Data listing: Begin
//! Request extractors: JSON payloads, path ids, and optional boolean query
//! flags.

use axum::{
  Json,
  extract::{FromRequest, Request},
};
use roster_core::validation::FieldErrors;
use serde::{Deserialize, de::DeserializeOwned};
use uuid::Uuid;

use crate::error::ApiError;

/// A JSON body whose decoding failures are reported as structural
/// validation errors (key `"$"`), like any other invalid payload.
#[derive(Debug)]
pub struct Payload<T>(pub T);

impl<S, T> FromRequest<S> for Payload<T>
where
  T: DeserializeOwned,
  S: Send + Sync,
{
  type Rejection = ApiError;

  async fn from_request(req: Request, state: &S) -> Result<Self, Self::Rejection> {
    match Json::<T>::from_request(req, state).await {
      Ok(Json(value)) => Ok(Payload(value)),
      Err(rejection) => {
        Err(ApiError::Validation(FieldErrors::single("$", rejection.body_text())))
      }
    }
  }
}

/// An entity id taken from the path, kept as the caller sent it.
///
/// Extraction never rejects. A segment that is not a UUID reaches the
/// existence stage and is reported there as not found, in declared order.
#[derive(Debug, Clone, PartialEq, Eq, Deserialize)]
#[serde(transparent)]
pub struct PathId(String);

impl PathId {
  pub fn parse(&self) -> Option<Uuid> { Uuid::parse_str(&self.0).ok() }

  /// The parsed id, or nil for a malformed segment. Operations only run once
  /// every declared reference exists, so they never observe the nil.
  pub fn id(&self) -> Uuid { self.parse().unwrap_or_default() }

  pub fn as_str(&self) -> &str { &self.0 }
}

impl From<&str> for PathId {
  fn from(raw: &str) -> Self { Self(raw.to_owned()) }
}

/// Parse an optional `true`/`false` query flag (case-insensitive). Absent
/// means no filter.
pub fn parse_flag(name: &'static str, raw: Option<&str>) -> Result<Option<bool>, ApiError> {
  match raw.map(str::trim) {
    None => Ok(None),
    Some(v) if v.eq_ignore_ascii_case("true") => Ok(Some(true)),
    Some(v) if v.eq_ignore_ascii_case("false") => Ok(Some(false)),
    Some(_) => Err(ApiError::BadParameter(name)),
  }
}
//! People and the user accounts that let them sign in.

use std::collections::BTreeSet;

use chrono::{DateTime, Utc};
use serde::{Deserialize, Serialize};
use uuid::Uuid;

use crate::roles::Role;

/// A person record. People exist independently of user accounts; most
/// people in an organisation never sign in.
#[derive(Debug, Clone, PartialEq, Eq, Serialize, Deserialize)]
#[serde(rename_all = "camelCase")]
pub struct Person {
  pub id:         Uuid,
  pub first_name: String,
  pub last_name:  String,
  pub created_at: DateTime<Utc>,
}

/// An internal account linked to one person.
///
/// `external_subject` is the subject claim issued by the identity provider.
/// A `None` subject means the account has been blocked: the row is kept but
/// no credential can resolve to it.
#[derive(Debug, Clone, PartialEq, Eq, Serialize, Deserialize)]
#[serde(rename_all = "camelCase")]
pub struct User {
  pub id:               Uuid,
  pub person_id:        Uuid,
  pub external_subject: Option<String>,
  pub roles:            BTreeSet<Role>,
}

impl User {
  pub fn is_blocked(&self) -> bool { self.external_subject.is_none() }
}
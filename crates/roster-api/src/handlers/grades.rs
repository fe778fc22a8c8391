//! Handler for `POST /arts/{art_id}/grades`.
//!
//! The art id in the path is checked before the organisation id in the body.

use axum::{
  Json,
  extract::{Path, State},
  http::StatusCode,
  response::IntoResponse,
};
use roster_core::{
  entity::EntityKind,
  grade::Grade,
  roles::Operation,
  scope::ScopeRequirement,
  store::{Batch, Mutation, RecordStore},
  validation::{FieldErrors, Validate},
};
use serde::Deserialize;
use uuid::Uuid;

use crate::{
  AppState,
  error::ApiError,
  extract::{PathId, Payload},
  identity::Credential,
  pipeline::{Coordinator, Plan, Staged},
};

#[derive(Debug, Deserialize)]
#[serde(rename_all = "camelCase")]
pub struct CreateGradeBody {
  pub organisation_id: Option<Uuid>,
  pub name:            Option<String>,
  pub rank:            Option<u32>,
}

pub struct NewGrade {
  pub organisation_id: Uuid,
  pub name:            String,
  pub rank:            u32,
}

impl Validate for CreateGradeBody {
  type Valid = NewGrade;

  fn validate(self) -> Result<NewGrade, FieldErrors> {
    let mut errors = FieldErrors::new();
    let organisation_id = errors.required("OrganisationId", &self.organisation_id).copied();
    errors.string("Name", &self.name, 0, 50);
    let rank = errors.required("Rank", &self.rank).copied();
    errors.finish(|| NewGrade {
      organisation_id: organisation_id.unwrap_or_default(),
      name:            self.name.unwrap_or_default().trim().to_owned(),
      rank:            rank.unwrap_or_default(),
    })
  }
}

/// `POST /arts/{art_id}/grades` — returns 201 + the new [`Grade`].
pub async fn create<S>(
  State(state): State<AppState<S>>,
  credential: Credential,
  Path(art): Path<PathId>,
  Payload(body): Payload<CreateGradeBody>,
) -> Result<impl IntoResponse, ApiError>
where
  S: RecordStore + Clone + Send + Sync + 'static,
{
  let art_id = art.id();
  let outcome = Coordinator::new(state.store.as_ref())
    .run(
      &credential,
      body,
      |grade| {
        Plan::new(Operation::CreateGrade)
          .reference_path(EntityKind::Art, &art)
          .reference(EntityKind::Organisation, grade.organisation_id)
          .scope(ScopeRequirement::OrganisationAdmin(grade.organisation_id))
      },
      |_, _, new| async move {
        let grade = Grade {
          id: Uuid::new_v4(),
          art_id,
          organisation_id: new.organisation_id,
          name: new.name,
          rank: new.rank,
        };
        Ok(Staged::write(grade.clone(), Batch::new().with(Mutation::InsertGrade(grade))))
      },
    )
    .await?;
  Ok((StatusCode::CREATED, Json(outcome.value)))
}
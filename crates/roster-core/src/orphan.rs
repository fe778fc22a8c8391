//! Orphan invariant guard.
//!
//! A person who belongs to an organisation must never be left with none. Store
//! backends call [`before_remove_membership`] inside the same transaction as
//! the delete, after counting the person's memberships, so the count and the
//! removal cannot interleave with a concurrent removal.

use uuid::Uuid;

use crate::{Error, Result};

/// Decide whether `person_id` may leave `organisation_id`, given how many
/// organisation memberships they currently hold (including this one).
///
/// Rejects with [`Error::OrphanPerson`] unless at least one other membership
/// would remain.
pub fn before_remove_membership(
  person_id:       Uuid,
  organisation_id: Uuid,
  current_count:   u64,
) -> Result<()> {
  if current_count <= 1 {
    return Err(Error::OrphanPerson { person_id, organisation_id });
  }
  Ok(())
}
Data listing: End
### What you need to do
Type out the material again exactly as presented.

### Result of this task
//! Request extractors: JSON payloads, path ids, and optional boolean query
//! flags.

use axum::{
  Json,
  extract::{FromRequest, Request},
};
use roster_core::validation::FieldErrors;
use serde::{Deserialize, de::DeserializeOwned};
use uuid::Uuid;

use crate::error::ApiError;

/// A JSON body whose decoding failures are reported as structural
/// validation errors (key `"$"`), like any other invalid payload.
#[derive(Debug)]
pub struct Payload<T>(pub T);

impl<S, T> FromRequest<S> for Payload<T>
where
  T: DeserializeOwned,
  S: Send + Sync,
{
  type Rejection = ApiError;

  async fn from_request(req: Request, state: &S) -> Result<Self, Self::Rejection> {
    match Json::<T>::from_request(req, state).await {
      Ok(Json(value)) => Ok(Payload(value)),
      Err(rejection) => {
        Err(ApiError::Validation(FieldErrors::single("$", rejection.body_text())))
      }
    }
  }
}

/// An entity id taken from the path, kept as the caller sent it.
///
/// Extraction never rejects. A segment that is not a UUID reaches the
/// existence stage and is reported there as not found, in declared order.
#[derive(Debug, Clone, PartialEq, Eq, Deserialize)]
#[serde(transparent)]
pub struct PathId(String);

impl PathId {
  pub fn parse(&self) -> Option<Uuid> { Uuid::parse_str(&self.0).ok() }

  /// The parsed id, or nil for a malformed segment. Operations only run once
  /// every declared reference exists, so they never observe the nil.
  pub fn id(&self) -> Uuid { self.parse().unwrap_or_default() }

  pub fn as_str(&self) -> &str { &self.0 }
}

impl From<&str> for PathId {
  fn from(raw: &str) -> Self { Self(raw.to_owned()) }
}

/// Parse an optional `true`/`false` query flag (case-insensitive). Absent
/// means no filter.
pub fn parse_flag(name: &'static str, raw: Option<&str>) -> Result<Option<bool>, ApiError> {
  match raw.map(str::trim) {
    None => Ok(None),
    Some(v) if v.eq_ignore_ascii_case("true") => Ok(Some(true)),
    Some(v) if v.eq_ignore_ascii_case("false") => Ok(Some(false)),
    Some(_) => Err(ApiError::BadParameter(name)),
  }
}
//! People and the user accounts that let them sign in.

use std::collections::BTreeSet;

use chrono::{DateTime, Utc};
use serde::{Deserialize, Serialize};
use uuid::Uuid;

use crate::roles::Role;

/// A person record. People exist independently of user accounts; most
/// people in an organisation never sign in.
#[derive(Debug, Clone, PartialEq, Eq, Serialize, Deserialize)]
#[serde(rename_all = "camelCase")]
pub struct Person {
  pub id:         Uuid,
  pub first_name: String,
  pub last_name:  String,
  pub created_at: DateTime<Utc>,
}

/// An internal account linked to one person.
///
/// `external_subject` is the subject claim issued by the identity provider.
/// A `None` subject means the account has been blocked: the row is kept but
/// no credential can resolve to it.
#[derive(Debug, Clone, PartialEq, Eq, Serialize, Deserialize)]
#[serde(rename_all = "camelCase")]
pub struct User {
  pub id:               Uuid,
  pub person_id:        Uuid,
  pub external_subject: Option<String>,
  pub roles:            BTreeSet<Role>,
}

impl User {
  pub fn is_blocked(&self) -> bool { self.external_subject.is_none() }
}
filename crates/roster-api/src/handlers/grades.rs
repository fe778fc22a8c8391
//! Handler for `POST /arts/{art_id}/grades`.
//!
//! The art id in the path is checked before the organisation id in the body.

use axum::{
  Json,
  extract::{Path, State},
  http::StatusCode,
  response::IntoResponse,
};
use roster_core::{
  entity::EntityKind,
  grade::Grade,
  roles::Operation,
  scope::ScopeRequirement,
  store::{Batch, Mutation, RecordStore},
  validation::{FieldErrors, Validate},
};
use serde::Deserialize;
use uuid::Uuid;

use crate::{
  AppState,
  error::ApiError,
  extract::{PathId, Payload},
  identity::Credential,
  pipeline::{Coordinator, Plan, Staged},
};

#[derive(Debug, Deserialize)]
#[serde(rename_all = "camelCase")]
pub struct CreateGradeBody {
  pub organisation_id: Option<Uuid>,
  pub name:            Option<String>,
  pub rank:            Option<u32>,
}

pub struct NewGrade {
  pub organisation_id: Uuid,
  pub name:            String,
  pub rank:            u32,
}

impl Validate for CreateGradeBody {
  type Valid = NewGrade;

  fn validate(self) -> Result<NewGrade, FieldErrors> {
    let mut errors = FieldErrors::new();
    let organisation_id = errors.required("OrganisationId", &self.organisation_id).copied();
    errors.string("Name", &self.name, 0, 50);
    let rank = errors.required("Rank", &self.rank).copied();
    errors.finish(|| NewGrade {
      organisation_id: organisation_id.unwrap_or_default(),
      name:            self.name.unwrap_or_default().trim().to_owned(),
      rank:            rank.unwrap_or_default(),
    })
  }
}

/// `POST /arts/{art_id}/grades` — returns 201 + the new [`Grade`].
pub async fn create<S>(
  State(state): State<AppState<S>>,
  credential: Credential,
  Path(art): Path<PathId>,
  Payload(body): Payload<CreateGradeBody>,
) -> Result<impl IntoResponse, ApiError>
where
  S: RecordStore + Clone + Send + Sync + 'static,
{
  let art_id = art.id();
  let outcome = Coordinator::new(state.store.as_ref())
    .run(
      &credential,
      body,
      |grade| {
        Plan::new(Operation::CreateGrade)
          .reference_path(EntityKind::Art, &art)
          .reference(EntityKind::Organisation, grade.organisation_id)
          .scope(ScopeRequirement::OrganisationAdmin(grade.organisation_id))
      },
      |_, _, new| async move {
        let grade = Grade {
          id: Uuid::new_v4(),
          art_id,
          organisation_id: new.organisation_id,
          name: new.name,
          rank: new.rank,
        };
        Ok(Staged::write(grade.clone(), Batch::new().with(Mutation::InsertGrade(grade))))
      },
    )
    .await?;
  Ok((StatusCode::CREATED, Json(outcome.value)))
}
filename crates/roster-core/src/orphan.rs
repository fe778fc22a8c8391
//! Orphan invariant guard.
//!
//! A person who belongs to an organisation must never be left with none. Store
//! backends call [`before_remove_membership`] inside the same transaction as
//! the delete, after counting the person's memberships, so the count and the
//! removal cannot interleave with a concurrent removal.

use uuid::Uuid;

use crate::{Error, Result};

/// Decide whether `person_id` may leave `organisation_id`, given how many
/// organisation memberships they currently hold (including this one).
///
/// Rejects with [`Error::OrphanPerson`] unless at least one other membership
/// would remain.
pub fn before_remove_membership(
  person_id:       Uuid,
  organisation_id: Uuid,
  current_count:   u64,
) -> Result<()> {
  if current_count <= 1 {
    return Err(Error::OrphanPerson { person_id, organisation_id });
  }
  Ok(())
}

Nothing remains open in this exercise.